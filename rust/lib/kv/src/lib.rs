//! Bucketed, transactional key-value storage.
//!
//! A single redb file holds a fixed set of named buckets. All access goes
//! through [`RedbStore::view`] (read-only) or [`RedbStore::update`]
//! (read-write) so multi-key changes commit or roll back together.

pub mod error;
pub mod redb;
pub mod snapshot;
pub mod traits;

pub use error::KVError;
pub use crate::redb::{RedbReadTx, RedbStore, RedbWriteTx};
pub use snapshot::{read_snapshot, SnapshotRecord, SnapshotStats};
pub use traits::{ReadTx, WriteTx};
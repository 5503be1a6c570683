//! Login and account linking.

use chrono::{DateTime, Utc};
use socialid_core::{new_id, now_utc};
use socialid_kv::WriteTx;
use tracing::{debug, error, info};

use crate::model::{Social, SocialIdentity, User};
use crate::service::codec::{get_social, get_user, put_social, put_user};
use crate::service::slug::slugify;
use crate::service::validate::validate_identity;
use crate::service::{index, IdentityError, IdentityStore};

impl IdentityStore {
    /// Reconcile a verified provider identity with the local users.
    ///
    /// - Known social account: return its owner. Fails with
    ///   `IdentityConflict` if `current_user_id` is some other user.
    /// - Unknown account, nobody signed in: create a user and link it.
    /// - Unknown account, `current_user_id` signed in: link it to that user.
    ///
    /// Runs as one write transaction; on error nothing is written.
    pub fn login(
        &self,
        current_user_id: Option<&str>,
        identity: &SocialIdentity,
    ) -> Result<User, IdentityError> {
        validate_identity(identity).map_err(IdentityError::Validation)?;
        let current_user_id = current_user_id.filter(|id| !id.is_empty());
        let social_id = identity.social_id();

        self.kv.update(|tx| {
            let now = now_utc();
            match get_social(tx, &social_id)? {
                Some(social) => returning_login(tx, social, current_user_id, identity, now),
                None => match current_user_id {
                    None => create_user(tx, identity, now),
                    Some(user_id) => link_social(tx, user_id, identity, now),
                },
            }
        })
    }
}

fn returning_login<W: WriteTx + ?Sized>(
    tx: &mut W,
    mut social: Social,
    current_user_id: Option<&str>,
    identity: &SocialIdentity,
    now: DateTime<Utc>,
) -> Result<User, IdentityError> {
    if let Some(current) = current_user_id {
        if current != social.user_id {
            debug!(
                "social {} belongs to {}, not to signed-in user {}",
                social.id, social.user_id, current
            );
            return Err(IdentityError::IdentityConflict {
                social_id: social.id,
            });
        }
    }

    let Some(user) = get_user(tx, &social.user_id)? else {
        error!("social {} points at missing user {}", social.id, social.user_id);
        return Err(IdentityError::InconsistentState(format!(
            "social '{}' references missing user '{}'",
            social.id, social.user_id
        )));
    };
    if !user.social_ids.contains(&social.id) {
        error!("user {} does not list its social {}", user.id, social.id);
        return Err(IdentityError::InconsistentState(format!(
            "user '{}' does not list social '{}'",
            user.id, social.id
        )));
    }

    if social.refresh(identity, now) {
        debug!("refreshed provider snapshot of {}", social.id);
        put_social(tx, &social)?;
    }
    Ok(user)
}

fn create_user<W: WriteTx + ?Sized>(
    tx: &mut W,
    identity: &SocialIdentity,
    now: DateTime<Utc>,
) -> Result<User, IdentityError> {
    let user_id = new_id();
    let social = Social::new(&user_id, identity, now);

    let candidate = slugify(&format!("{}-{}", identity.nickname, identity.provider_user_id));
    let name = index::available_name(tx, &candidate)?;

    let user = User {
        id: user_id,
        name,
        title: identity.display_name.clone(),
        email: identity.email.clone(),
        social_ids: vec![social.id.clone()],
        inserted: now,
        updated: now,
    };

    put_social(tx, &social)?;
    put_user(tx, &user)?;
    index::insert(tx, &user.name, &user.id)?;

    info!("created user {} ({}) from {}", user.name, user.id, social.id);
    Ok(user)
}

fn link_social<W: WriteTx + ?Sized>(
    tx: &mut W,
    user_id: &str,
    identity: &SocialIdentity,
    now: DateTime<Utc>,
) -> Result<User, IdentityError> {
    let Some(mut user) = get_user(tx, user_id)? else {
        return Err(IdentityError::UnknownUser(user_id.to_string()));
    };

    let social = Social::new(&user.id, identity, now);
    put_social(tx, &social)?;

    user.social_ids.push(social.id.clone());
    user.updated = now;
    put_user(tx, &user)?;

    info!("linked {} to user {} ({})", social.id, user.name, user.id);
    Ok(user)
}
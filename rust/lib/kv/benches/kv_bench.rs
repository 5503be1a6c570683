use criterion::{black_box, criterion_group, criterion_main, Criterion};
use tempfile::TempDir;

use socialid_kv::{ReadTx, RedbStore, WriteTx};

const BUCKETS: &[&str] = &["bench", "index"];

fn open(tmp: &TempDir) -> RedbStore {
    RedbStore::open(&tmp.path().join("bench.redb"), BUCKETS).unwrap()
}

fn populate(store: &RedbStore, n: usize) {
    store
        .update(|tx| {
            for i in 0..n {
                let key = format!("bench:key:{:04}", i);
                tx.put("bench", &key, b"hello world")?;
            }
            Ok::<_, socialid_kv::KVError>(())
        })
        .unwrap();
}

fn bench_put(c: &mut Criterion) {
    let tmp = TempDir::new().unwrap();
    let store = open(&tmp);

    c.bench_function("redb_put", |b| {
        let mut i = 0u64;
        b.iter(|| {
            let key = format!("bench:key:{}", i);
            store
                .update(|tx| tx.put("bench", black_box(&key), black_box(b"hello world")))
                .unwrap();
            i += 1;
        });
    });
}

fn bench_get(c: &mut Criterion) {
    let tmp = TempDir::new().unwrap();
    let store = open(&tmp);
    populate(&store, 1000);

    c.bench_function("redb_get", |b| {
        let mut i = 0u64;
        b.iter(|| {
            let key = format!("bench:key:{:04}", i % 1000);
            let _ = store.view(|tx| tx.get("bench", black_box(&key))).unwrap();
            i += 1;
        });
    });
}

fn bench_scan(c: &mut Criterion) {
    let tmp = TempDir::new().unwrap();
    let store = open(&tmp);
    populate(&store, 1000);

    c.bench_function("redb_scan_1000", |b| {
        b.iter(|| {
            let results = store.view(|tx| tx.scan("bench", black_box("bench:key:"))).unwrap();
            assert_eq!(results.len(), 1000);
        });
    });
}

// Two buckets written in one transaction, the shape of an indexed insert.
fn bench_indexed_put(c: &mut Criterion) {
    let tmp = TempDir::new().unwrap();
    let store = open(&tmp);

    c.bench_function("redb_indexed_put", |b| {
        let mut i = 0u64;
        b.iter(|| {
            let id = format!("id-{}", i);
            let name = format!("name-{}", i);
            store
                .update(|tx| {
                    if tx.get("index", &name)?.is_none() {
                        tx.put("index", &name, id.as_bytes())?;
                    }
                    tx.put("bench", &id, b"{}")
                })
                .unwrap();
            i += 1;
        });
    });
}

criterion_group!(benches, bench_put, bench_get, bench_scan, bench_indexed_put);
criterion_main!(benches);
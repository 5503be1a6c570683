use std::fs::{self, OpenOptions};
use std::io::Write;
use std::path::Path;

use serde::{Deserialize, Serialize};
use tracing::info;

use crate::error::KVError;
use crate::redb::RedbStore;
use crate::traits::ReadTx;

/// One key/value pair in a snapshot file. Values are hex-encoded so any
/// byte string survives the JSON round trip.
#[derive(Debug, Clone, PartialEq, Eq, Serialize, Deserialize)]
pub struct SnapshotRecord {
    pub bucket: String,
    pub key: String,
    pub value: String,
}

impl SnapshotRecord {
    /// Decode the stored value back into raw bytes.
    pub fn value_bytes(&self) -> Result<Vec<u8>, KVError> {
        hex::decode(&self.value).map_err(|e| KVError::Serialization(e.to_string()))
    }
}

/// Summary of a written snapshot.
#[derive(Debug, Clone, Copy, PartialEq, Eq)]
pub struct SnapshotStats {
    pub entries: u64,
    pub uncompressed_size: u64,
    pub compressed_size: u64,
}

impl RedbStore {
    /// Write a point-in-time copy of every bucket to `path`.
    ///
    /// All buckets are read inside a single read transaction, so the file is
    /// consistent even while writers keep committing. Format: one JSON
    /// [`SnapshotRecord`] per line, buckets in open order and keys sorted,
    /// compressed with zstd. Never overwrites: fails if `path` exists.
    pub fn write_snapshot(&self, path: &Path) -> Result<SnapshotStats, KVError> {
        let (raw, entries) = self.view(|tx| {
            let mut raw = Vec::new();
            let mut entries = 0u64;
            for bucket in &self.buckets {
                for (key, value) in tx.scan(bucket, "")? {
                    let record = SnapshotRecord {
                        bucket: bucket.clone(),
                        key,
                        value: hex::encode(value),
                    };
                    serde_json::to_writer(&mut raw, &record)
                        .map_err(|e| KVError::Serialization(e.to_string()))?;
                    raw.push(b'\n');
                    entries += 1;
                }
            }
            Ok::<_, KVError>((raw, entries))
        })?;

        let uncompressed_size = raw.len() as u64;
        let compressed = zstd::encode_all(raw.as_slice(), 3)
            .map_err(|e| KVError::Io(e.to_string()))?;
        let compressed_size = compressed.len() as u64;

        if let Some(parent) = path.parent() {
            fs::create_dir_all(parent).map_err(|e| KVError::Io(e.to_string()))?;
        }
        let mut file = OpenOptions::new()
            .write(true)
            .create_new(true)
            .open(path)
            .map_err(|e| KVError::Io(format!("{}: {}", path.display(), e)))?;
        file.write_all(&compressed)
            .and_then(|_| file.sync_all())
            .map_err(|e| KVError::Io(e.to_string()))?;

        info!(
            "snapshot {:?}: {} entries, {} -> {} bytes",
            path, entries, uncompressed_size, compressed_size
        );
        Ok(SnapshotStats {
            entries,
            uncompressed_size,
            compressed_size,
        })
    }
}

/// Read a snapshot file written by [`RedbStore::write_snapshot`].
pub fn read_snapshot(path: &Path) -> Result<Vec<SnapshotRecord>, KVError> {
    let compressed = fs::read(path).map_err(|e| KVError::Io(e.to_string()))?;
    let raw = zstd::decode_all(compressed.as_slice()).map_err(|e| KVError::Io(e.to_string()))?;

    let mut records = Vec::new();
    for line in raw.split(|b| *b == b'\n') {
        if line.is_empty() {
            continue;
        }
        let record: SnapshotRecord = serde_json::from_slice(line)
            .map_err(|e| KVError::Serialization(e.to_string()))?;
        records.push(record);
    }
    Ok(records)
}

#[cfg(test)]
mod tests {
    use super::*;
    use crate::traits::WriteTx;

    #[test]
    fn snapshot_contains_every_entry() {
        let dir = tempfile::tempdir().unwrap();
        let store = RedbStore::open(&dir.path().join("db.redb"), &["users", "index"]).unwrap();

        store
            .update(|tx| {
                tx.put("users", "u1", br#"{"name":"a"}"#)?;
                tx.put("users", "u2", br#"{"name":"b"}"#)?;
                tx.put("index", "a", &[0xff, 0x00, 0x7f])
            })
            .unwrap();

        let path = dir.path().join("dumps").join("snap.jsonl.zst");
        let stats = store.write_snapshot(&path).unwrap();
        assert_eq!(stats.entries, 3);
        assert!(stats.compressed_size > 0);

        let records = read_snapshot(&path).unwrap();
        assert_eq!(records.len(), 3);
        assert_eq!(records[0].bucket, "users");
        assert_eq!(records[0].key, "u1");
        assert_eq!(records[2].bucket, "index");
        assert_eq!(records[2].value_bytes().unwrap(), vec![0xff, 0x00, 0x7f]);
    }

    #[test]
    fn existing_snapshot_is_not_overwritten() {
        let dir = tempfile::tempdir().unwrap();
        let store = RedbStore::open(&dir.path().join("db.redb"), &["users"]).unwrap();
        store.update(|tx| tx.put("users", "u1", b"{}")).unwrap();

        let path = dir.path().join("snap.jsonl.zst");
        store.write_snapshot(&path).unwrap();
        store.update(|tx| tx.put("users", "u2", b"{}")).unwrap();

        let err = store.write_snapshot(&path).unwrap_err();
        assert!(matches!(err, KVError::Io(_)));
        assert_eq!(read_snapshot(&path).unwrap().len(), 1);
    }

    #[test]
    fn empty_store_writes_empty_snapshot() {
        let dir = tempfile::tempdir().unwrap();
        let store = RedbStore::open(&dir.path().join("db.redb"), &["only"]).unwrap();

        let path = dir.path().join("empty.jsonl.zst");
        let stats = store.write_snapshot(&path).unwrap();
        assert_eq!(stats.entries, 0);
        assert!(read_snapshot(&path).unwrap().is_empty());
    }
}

====

- _Instructions for the task_: Go through the entries above, and wherever a line holds the word "push", copy that line.

- _Task solution_:
    user.social_ids.push(social.id.clone());
                    raw.push(b'\n');
        records.push(record);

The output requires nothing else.